Later, Brandon comments: What that comment means is that how CMD.EXE handles spaces is Windows-version-dependent. On the other hand, I think it's mostly consistent between XP and Windows 7 --- and I feel sorry for anyone forced to use an older version.
simonmar writes in https://ghc.haskell.org/trac/ghc/ticket/5376#comment:3:
The comment worries me a bit, because it implies that when I tried this before it didn't work. Perhaps, as Brandon says, that is because the behaviour changed in Windows at some point (though I find it slightly hard to believe that this was on a Windows version earlier than XP).
Note that the behaviour should be much more reliable if you don't go via cmd, and run the command directly. I believe we do get the quoting right in that case.
If you want to take this forward, I suggest writing a few tests as well as the patch itself.
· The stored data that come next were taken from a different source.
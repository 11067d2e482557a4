// Common test utilities shared across acceptance tests
//
// Each test gets a fully isolated project directory (cache entries, staging,
// manifest, and plan configs all live under one TempDir) so tests can run in
// parallel without interfering with each other.

use assert_cmd::Command;
use std::fs;
use std::path::{Path, PathBuf};
use tempfile::TempDir;

/// An isolated project directory with its own manifest and plan configs.
pub struct TestProject {
    temp_dir: TempDir,
}

impl TestProject {
    pub fn new() -> Self {
        Self {
            temp_dir: TempDir::new().expect("Failed to create temp dir"),
        }
    }

    pub fn path(&self) -> &Path {
        self.temp_dir.path()
    }

    /// Write the default routines manifest (_init_routines.json).
    pub fn write_manifest(&self, json: &str) {
        fs::write(self.path().join("_init_routines.json"), json)
            .expect("Failed to write manifest");
    }

    /// Write a plan configuration file.
    pub fn write_config(&self, name: &str, json: &str) -> PathBuf {
        let path = self.path().join(name);
        fs::write(&path, json).expect("Failed to write plan config");
        path
    }

    /// A takt command pointed at this project.
    pub fn takt(&self) -> Command {
        let mut cmd = Command::new(std::env!("CARGO_BIN_EXE_takt"));
        cmd.env("TAKT_PROJECT_DIR", self.path());
        cmd
    }
}
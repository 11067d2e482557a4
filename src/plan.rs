//! Plan building
//!
//! Turns a declared step sequence plus a flat configuration mapping into an
//! immutable, validated execution plan. Positions follow the declared order,
//! every parent must come strictly before its child, and each step carries
//! its transitive parameter closure, invariant subset, hash-relevant
//! parameter set, materialized configuration, and (for cached routines) the
//! content hash addressing its cache directory.
//!
//! Building is atomic: any validation failure discards the whole attempt.

use serde::Serialize;
use serde_json::{Map, Value};
use std::collections::{BTreeSet, HashMap};

use crate::config::{keys, PlanConfig, SequenceEntry};
use crate::error::PlanError;
use crate::hashing;
use crate::registry::RoutineManifest;

/// One node of the execution plan.
#[derive(Debug, Clone, Serialize)]
pub struct StepDescriptor {
    pub name: String,
    /// Index in the plan's total order.
    pub position: usize,
    pub routine: String,
    /// Parent step names, in declared order.
    pub parents: Vec<String>,
    /// Parent positions; each is strictly less than `position`.
    pub parent_positions: Vec<usize>,
    /// Materialized configuration handed to the routine.
    pub config: Map<String, Value>,
    /// Transitive parameter closure: own identity marker, the routine's
    /// sensitive parameters, and every ancestor's closure.
    pub parameters: BTreeSet<String>,
    /// Parameters excluded from hashing though still passed to the routine.
    pub invariant: BTreeSet<String>,
    /// The parameter set actually folded into the content hash.
    pub hashed: BTreeSet<String>,
    /// Content hash addressing the cache directory; present iff cached.
    pub hash: Option<String>,
    pub cached: bool,
    pub timed: bool,
}

impl StepDescriptor {
    /// The step's identity marker (`$<name>`), always part of its closure.
    pub fn identity_marker(&self) -> String {
        format!("{}{}", keys::STEP_PREFIX, self.name)
    }
}

/// An immutable, validated execution plan.
///
/// A new load produces a new `Plan` value; nothing is mutated in place.
#[derive(Debug, Clone, Serialize)]
pub struct Plan {
    steps: Vec<StepDescriptor>,
}

impl Plan {
    /// Build a plan from a configuration and a routines manifest.
    pub fn build(config: &PlanConfig, manifest: &RoutineManifest) -> Result<Plan, PlanError> {
        let sequence = config.sequence()?;

        let mut positions: HashMap<String, usize> = HashMap::with_capacity(sequence.len());
        for (position, entry) in sequence.iter().enumerate() {
            if positions.insert(entry.name.clone(), position).is_some() {
                return Err(PlanError::DuplicateStepName(entry.name.clone()));
            }
        }

        // Resolve parents to positions; parents must come strictly earlier
        let mut parent_positions: Vec<Vec<usize>> = Vec::with_capacity(sequence.len());
        for (position, entry) in sequence.iter().enumerate() {
            let mut resolved = Vec::with_capacity(entry.parents.len());
            for parent in &entry.parents {
                match positions.get(parent) {
                    Some(&p) if p < position => resolved.push(p),
                    _ => {
                        return Err(PlanError::OutOfOrderDependency {
                            step: entry.name.clone(),
                            parent: parent.clone(),
                        })
                    }
                }
            }
            parent_positions.push(resolved);
        }

        let invariant_declared = config.invariant_names()?;
        let always_hashed = [keys::SEQUENCE, keys::TIMED];

        let mut closures: Vec<BTreeSet<String>> = Vec::with_capacity(sequence.len());
        let mut steps: Vec<StepDescriptor> = Vec::with_capacity(sequence.len());

        for (position, entry) in sequence.iter().enumerate() {
            let routine = config.routine_for(&entry.name)?.to_string();
            let Some(routine_params) = manifest.params_of(&routine) else {
                return Err(PlanError::UnknownRoutine {
                    step: entry.name.clone(),
                    routine,
                });
            };

            // Parameter closure: parents are processed first, so their
            // closures are already transitively complete
            let mut closure: BTreeSet<String> = BTreeSet::new();
            closure.insert(format!("{}{}", keys::STEP_PREFIX, entry.name));
            closure.extend(routine_params.iter().cloned());
            for &parent in &parent_positions[position] {
                closure.extend(closures[parent].iter().cloned());
            }

            let mut relevant: BTreeSet<String> = closure.clone();
            relevant.extend(always_hashed.iter().map(|s| s.to_string()));

            let invariant: BTreeSet<String> = invariant_declared
                .intersection(&relevant)
                .cloned()
                .collect();

            let mut hashed = relevant;
            if !invariant.is_empty() {
                hashed.insert(keys::INVARIANT.to_string());
            }
            for name in &invariant {
                hashed.remove(name);
            }

            let timed = config.is_timed(&entry.name)?;
            let subsequence = dependency_subsequence(&sequence, &parent_positions, position);

            let mut materialized = Map::new();
            for name in &closure {
                // Missing keys materialize as null; routines may tolerate
                // absent optional parameters
                let value = config.get(name).cloned().unwrap_or(Value::Null);
                materialized.insert(name.clone(), value);
            }
            materialized.insert(keys::SEQUENCE.to_string(), subsequence);
            if !invariant.is_empty() {
                materialized.insert(
                    keys::INVARIANT.to_string(),
                    Value::Array(
                        invariant
                            .iter()
                            .map(|name| Value::String(name.clone()))
                            .collect(),
                    ),
                );
            }
            materialized.insert(keys::TIMED.to_string(), Value::Bool(timed));

            let cached = manifest.is_cached(&routine);
            let hash = if cached {
                let mut hash_input = Map::new();
                for name in &hashed {
                    if let Some(value) = materialized.get(name) {
                        hash_input.insert(name.clone(), value.clone());
                    }
                }
                Some(hashing::digest(&Value::Object(hash_input)))
            } else {
                None
            };

            steps.push(StepDescriptor {
                name: entry.name.clone(),
                position,
                routine,
                parents: entry.parents.clone(),
                parent_positions: parent_positions[position].clone(),
                config: materialized,
                parameters: closure.clone(),
                invariant,
                hashed,
                hash,
                cached,
                timed,
            });
            closures.push(closure);
        }

        Ok(Plan { steps })
    }

    pub fn steps(&self) -> &[StepDescriptor] {
        &self.steps
    }

    pub fn len(&self) -> usize {
        self.steps.len()
    }

    pub fn is_empty(&self) -> bool {
        self.steps.is_empty()
    }

    pub fn position_of(&self, name: &str) -> Option<usize> {
        self.steps.iter().position(|step| step.name == name)
    }

    pub fn step(&self, name: &str) -> Option<&StepDescriptor> {
        self.steps.iter().find(|step| step.name == name)
    }
}

/// The order-preserving dependency closure subsequence for one step: the step
/// and all of its transitive ancestors, each represented with its own parent
/// list, in original sequence order. Worklist traversal over positions, no
/// recursion.
fn dependency_subsequence(
    sequence: &[SequenceEntry],
    parent_positions: &[Vec<usize>],
    position: usize,
) -> Value {
    let mut included = vec![false; position + 1];
    let mut stack = vec![position];

    while let Some(current) = stack.pop() {
        if included[current] {
            continue;
        }
        included[current] = true;
        stack.extend(parent_positions[current].iter().copied());
    }

    let mut items = Vec::new();
    for (entry, keep) in sequence.iter().take(position + 1).zip(&included) {
        if *keep {
            items.push(entry.to_value());
        }
    }
    Value::Array(items)
}
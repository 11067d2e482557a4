pub mod cache;
pub mod plan;

use anyhow::{Context, Result};
use std::path::{Path, PathBuf};

use crate::cli::CommonArgs;
use takt::{default_manifest_path, normalize_config_path, Plan, PlanConfig, RoutineManifest};

/// Resolve the project directory from common arguments.
pub fn project_dir(common: &CommonArgs) -> PathBuf {
    PathBuf::from(&common.project)
}

/// Load the routines manifest named by the common arguments.
pub fn load_manifest(common: &CommonArgs, project: &Path) -> Result<RoutineManifest> {
    let path = match &common.manifest {
        Some(name) => normalize_config_path(name, project),
        None => default_manifest_path(project),
    };
    RoutineManifest::from_file(&path)
        .with_context(|| format!("Failed to load routines manifest: {}", path.display()))
}

/// Load and build a plan from a configuration file name.
pub fn load_plan(common: &CommonArgs, config: &str) -> Result<Plan> {
    let project = project_dir(common);
    let manifest = load_manifest(common, &project)?;

    let config_path = normalize_config_path(config, &project);
    let plan_config = PlanConfig::from_file(&config_path)?;

    let plan = Plan::build(&plan_config, &manifest)
        .with_context(|| format!("Invalid plan: {}", config_path.display()))?;
    Ok(plan)
}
Note that GHC 8 will drop support for Windows XP, according to https://github.com/ghc/ghc/commit/6e6438e15f33cb94ad6338e950e693f59d046385. So I guess the suggested fix might be ok.
- return (cmd, translate cmd ++ "/c " ++ string)
+ return (cmd, translate cmd ++ "/c \"" ++ string ++ "\"")
I'm definitely open to a PR for a behavior change + test cases.
I've run into this problem, just trying to run a process with command line arguments - it wraps every argument in quotes. And this is using proc and withCreateProcess.
See: https://github.com/spacekitteh/sc2hs/blob/master/src/Network/SC2/Process.hs#L85
Ran into this issue with purescript/spago#635. To summarize what I wrote there, cmd.exe is called incorrectly here. It should be called with the /d and /s flags, and lastly /c and then the whole command-line you want to run, wrapped in another set of quotes.
You can see how (for example) Node.js does it here.
The /d flag is like --noprofile/--norc for Bash, and the /s opts out of special quote processing.
I can submit a PR for this, but if tests are also required then I'd appreciate some pointers.